Some ship in distress, that cannot live
In such an angry sea!"

"O father! I see a gleaming light.
Oh say, what may it be?"
But the father answered never a word,
A frozen corpse was he.

Lashed to the helm, all stiff and stark,
With his face turned to the skies,
The lantern gleamed through the gleaming snow
On his fixed and glassy eyes.

Then the maiden clasped her hands and prayed
That saved she might be;
And she thought of Christ, who stilled the wave,
On the Lake of Galilee.

And fast through the midnight dark and drear,
Through the whistling sleet and snow,
Like a sheeted ghost, the vessel swept
Tow'rds the reef of Norman's Woe.

And ever the fitful gusts between
A sound came from the land;
It was the sound of the trampling surf,
On the rocks and hard sea-sand.

The breakers were right beneath her bows,
She drifted a dreary wreck,
And a whooping billow swept the crew
Like icicles from her deck.

She struck where the white and fleecy waves
Looked soft as carded wool,
But the cruel rocks, they gored her side
Like the horns of an angry bull.

Her rattling shrouds, all sheathed in ice,
With the masts went by the board;
Like a vessel of glass, she stove and sank,
Ho! ho! the breakers roared!

At daybreak, on the bleak sea-beach,
A fisherman stood aghast,
To see the form of a maiden fair,
Lashed close to a drifting mast.

The salt sea was frozen on her breast,
The salt tears in her eyes;
And he saw her hair, like the brown sea-weed,
On the billows fall and rise.

Such was the wreck of the Hesperus,
In the midnight and the snow!
Christ save us all from a death like this,
On the reef of Norman's Woe!

The Sailor's Grave

Our bark was far, far from the land
When the bravest of our gallant band
Went deadly pale, an' pined away
Like the twilight5 of an autumn day.

We watched him through long hours of pain
Our hopes were great, our task in vain.
His end was near, we felt sad qualms
But he smiled and died in his shipmates' arms.
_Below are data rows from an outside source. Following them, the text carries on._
//! # 挂号报表模块
//!
//! 在进程内拼装中心、医务人员与挂号记录：
//! - 每日报表：中心 → 医务人员 → 当日挂号
//! - 统计分析：每日挂号量与中心、医务人员排行
//! - 中心视图：单个中心的当日挂号查询与 CSV 导出

pub mod aggregator;
pub mod export;

pub use aggregator::{Analytics, CenterReport, ChartSeries, ReportService, StaffReport, TOP_N};
pub use export::{csv_field, patients_to_csv};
He had no costly winding sheet
We placed two round shot at his feet,
And we sewed him up, he was canvas-bound
Like a king he lay in his hammock sound.

We proudly decked his broken chest
With the "Blood'n'Guts (1)" across his breast
The flag we gave as a mark o' the brave
And he was ready for a sailor's grave.

Our voices broke, our hearts were weak
And wet was seen on the toughest cheek
We lowered him down o'er the ship's dark side
And he was received by the rollin' tide.

With a splash and a plunge and our task was o'er
And the billows rolled as they rolled before,
And many a wild prayer hallowed the wave
As he sank deep to a sailor's grave.

"Wave of Mutilation" by The Pixies

cease to resist, giving my goodbye
drive my car into the ocean
you'll think i'm dead, but i sail away
on a wave of mutilation
a wave

i've kissed mermaids, rode the el nino
walked the sand with the crustaceans
could find my way to mariana
on a wave of mutilation,
wave of mutilation
wave of mutilation

1 comment:

WIBR said...

No "Rime of the Ancient Mariner"?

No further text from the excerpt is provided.